PROBLEM DESCRIPTION: Pull out every line below that contains the word "text".

(Collected data)
***

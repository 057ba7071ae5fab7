//! Configuration types for loading an arena and its particle populations from JSON.
//!
//! ```json
//! {
//!   "container": { "width": 600, "height": 500, "time_step": 1.0,
//!                  "neighbor_window": 10, "max_radius": 100.0 },
//!   "histogram": { "bin_count": 10 },
//!   "particles": [
//!     { "name": "Helium", "count": 100,
//!       "min_velocity": 0.5, "max_velocity": 2.0,
//!       "min_mass": 1.0, "max_mass": 2.0,
//!       "min_radius": 2.0, "max_radius": 4.0,
//!       "color": "0xFF8800" }
//!   ]
//! }
//! ```
//!
//! Everything except `container.width`/`container.height` and the population ranges has
//! a default. Validation happens before any particle is generated, so a bad population
//! never leaves a half-filled container behind.

use crate::core::{Particle, ParticleContainer, Tint, DEFAULT_NEIGHBOR_WINDOW, DEFAULT_TIME_STEP};
use crate::error::{Error, Result};
use rand::{rngs::StdRng, Rng, SeedableRng};
use serde::{Deserialize, Serialize};
use std::f64::consts::TAU;
use std::path::Path;

/// Largest particle radius accepted unless the configuration overrides it.
pub const DEFAULT_MAX_RADIUS: f64 = 100.0;

/// Default number of histogram bins per species.
pub const DEFAULT_BIN_COUNT: usize = 10;

fn default_time_step() -> f64 {
    DEFAULT_TIME_STEP
}

fn default_neighbor_window() -> usize {
    DEFAULT_NEIGHBOR_WINDOW
}

fn default_max_radius() -> f64 {
    DEFAULT_MAX_RADIUS
}

fn default_bin_count() -> usize {
    DEFAULT_BIN_COUNT
}

fn default_color() -> String {
    "0xFFFFFF".to_string()
}

/// Arena geometry and engine tuning.
#[derive(Debug, Clone, PartialEq, Serialize, Deserialize)]
pub struct ContainerConfig {
    pub width: u32,
    pub height: u32,
    #[serde(default = "default_time_step")]
    pub time_step: f64,
    /// Broad-phase look-ahead: x-sorted successors tested per particle.
    #[serde(default = "default_neighbor_window")]
    pub neighbor_window: usize,
    /// Upper bound on any population's `max_radius`.
    #[serde(default = "default_max_radius")]
    pub max_radius: f64,
}

#[derive(Debug, Clone, PartialEq, Serialize, Deserialize)]
pub struct HistogramConfig {
    #[serde(default = "default_bin_count")]
    pub bin_count: usize,
}

impl Default for HistogramConfig {
    fn default() -> Self {
        Self {
            bin_count: DEFAULT_BIN_COUNT,
        }
    }
}

/// One species and the ranges its particles are sampled from.
#[derive(Debug, Clone, PartialEq, Serialize, Deserialize)]
pub struct PopulationConfig {
    pub name: String,
    pub count: usize,
    pub min_velocity: f64,
    pub max_velocity: f64,
    pub min_mass: f64,
    pub max_mass: f64,
    pub min_radius: f64,
    pub max_radius: f64,
    /// Initial tint as `0xRRGGBB`.
    #[serde(default = "default_color")]
    pub color: String,
}

impl PopulationConfig {
    /// Check ranges, the radius limit and that the arena can hold the largest particle.
    ///
    /// Errors:
    /// - `Error::RadiusTooLarge` if `max_radius` exceeds `radius_limit`
    /// - `Error::InvalidParam` for empty names, inverted or non-positive ranges,
    ///   unparsable colors, or an arena narrower than the largest diameter
    pub fn validate(&self, radius_limit: f64, width: u32, height: u32) -> Result<()> {
        if self.name.trim().is_empty() {
            return Err(Error::InvalidParam("population name must not be empty".into()));
        }
        if self.max_radius > radius_limit {
            return Err(Error::RadiusTooLarge {
                radius: self.max_radius,
                limit: radius_limit,
            });
        }
        check_range(&self.name, "velocity", self.min_velocity, self.max_velocity, true)?;
        check_range(&self.name, "mass", self.min_mass, self.max_mass, false)?;
        check_range(&self.name, "radius", self.min_radius, self.max_radius, false)?;
        let smaller_side = f64::from(width.min(height));
        if 2.0 * self.max_radius > smaller_side {
            return Err(Error::InvalidParam(format!(
                "population '{}': diameter {} does not fit a {}x{} arena",
                self.name,
                2.0 * self.max_radius,
                width,
                height
            )));
        }
        Tint::from_hex(&self.color)?;
        Ok(())
    }

    /// Sample `count` particles inside a `width` x `height` arena.
    ///
    /// Mass, radius and speed are uniform over their ranges; the direction of motion is
    /// uniform on the circle and the center is uniform over the positions that keep the
    /// whole particle inside the walls. Call [`validate`](Self::validate) first.
    pub fn generate<R: Rng>(&self, width: u32, height: u32, rng: &mut R) -> Result<Vec<Particle>> {
        let tint = Tint::from_hex(&self.color)?;
        let (w, h) = (f64::from(width), f64::from(height));
        (0..self.count)
            .map(|_| {
                let mass = rng.random_range(self.min_mass..=self.max_mass);
                let radius = rng.random_range(self.min_radius..=self.max_radius);
                let speed = rng.random_range(self.min_velocity..=self.max_velocity);
                let angle = rng.random_range(0.0..TAU);
                let position = [
                    rng.random_range(radius..=w - radius),
                    rng.random_range(radius..=h - radius),
                ];
                let velocity = [speed * angle.cos(), speed * angle.sin()];
                Particle::new(self.name.as_str(), position, velocity, mass, radius)
                    .map(|p| p.with_tint(tint))
            })
            .collect()
    }
}

fn check_range(name: &str, what: &str, lo: f64, hi: f64, allow_zero: bool) -> Result<()> {
    if !lo.is_finite() || !hi.is_finite() {
        return Err(Error::InvalidParam(format!(
            "population '{name}': {what} range must be finite"
        )));
    }
    let lo_ok = if allow_zero { lo >= 0.0 } else { lo > 0.0 };
    if !lo_ok {
        return Err(Error::InvalidParam(format!(
            "population '{name}': min {what} must be {}",
            if allow_zero { ">= 0" } else { "> 0" }
        )));
    }
    if hi < lo {
        return Err(Error::InvalidParam(format!(
            "population '{name}': max {what} ({hi}) is below min {what} ({lo})"
        )));
    }
    Ok(())
}

/// Top-level simulation configuration.
#[derive(Debug, Clone, PartialEq, Serialize, Deserialize)]
pub struct SimulationConfig {
    pub container: ContainerConfig,
    #[serde(default)]
    pub histogram: HistogramConfig,
    #[serde(default)]
    pub particles: Vec<PopulationConfig>,
}

impl SimulationConfig {
    /// Parse and validate a JSON document.
    pub fn from_json_str(s: &str) -> Result<Self> {
        let cfg: Self = serde_json::from_str(s)?;
        cfg.validate()?;
        Ok(cfg)
    }

    /// Read, parse and validate a JSON file.
    pub fn from_path(path: impl AsRef<Path>) -> Result<Self> {
        let text = std::fs::read_to_string(path)?;
        Self::from_json_str(&text)
    }

    pub fn validate(&self) -> Result<()> {
        let c = &self.container;
        if c.width == 0 || c.height == 0 {
            return Err(Error::InvalidParam(
                "container width and height must be > 0".into(),
            ));
        }
        if !c.time_step.is_finite() || c.time_step <= 0.0 {
            return Err(Error::InvalidParam(
                "container time_step must be finite and > 0".into(),
            ));
        }
        if c.neighbor_window == 0 {
            return Err(Error::InvalidParam(
                "container neighbor_window must be >= 1".into(),
            ));
        }
        if !c.max_radius.is_finite() || c.max_radius <= 0.0 {
            return Err(Error::InvalidParam(
                "container max_radius must be finite and > 0".into(),
            ));
        }
        if self.histogram.bin_count == 0 {
            return Err(Error::InvalidParam("histogram bin_count must be >= 1".into()));
        }
        for pop in &self.particles {
            pop.validate(c.max_radius, c.width, c.height)?;
        }
        Ok(())
    }

    /// Build a container and fill it with every population.
    ///
    /// `seed` makes population sampling reproducible; `None` seeds from the thread RNG.
    pub fn build_container(&self, seed: Option<u64>) -> Result<ParticleContainer> {
        self.validate()?;
        let c = &self.container;
        let mut container = ParticleContainer::new(c.width, c.height)?
            .with_time_step(c.time_step)?
            .with_neighbor_window(c.neighbor_window)?;

        let mut rng: StdRng = match seed {
            Some(s) => SeedableRng::seed_from_u64(s),
            None => SeedableRng::seed_from_u64(rand::rng().random()),
        };
        for pop in &self.particles {
            container.add_population(pop, c.max_radius, &mut rng)?;
        }
        Ok(container)
    }
}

***

WRITTEN SOLUTION:
        let text = std::fs::read_to_string(path)?;
        Self::from_json_str(&text)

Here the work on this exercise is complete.